§ **ACTIVITY**: In the entries below, find each line with the word "fileTemplates" and return it.

=== RECORDS PROVIDED ===

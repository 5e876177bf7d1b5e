use std::path::PathBuf;
use stencil_common_fs as fs;

#[test]
fn test_category_prefix_calculations() {
    let test_cases = vec![
        ("/cfg/fileTemplates/internal", "/cfg/fileTemplates", "internal"),
        ("/cfg/fileTemplates/includes/", "/cfg/fileTemplates", "includes"),
        ("/cfg/fileTemplates/./code", "/cfg/fileTemplates", "code"),
        ("/cfg/fileTemplates/j2ee/web", "/cfg/fileTemplates", "j2ee/web"),
        ("/cfg/fileTemplates", "/cfg/fileTemplates", "."),
    ];

    for (dir, base, expected) in test_cases {
        let relative = fs::path::relative_to(dir, base);
        assert_eq!(relative, PathBuf::from(expected), "Failed for {dir} relative to {base}");
    }
}

#[test]
fn test_relative_paths_render_with_forward_slashes() {
    let relative = fs::path::relative_to("/x/y/z", "/x");
    assert_eq!(fs::path::to_unix_string(relative), "y/z");
}

#[test]
fn test_read_to_string_roundtrip_through_disk() {
    let dir = tempfile::tempdir().unwrap();
    let path = dir.path().join("NewClass.java.ft");
    std::fs::write(&path, "class ${NAME} {}").unwrap();

    let text = fs::read_to_string(&path, fs::DEFAULT_MAX_READ).unwrap();
    assert_eq!(text, "class ${NAME} {}");
}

===

§ **THE COMPLETED TASK**:
        ("/cfg/fileTemplates/internal", "/cfg/fileTemplates", "internal"),
        ("/cfg/fileTemplates/includes/", "/cfg/fileTemplates", "includes"),
        ("/cfg/fileTemplates/./code", "/cfg/fileTemplates", "code"),
        ("/cfg/fileTemplates/j2ee/web", "/cfg/fileTemplates", "j2ee/web"),
        ("/cfg/fileTemplates", "/cfg/fileTemplates", "."),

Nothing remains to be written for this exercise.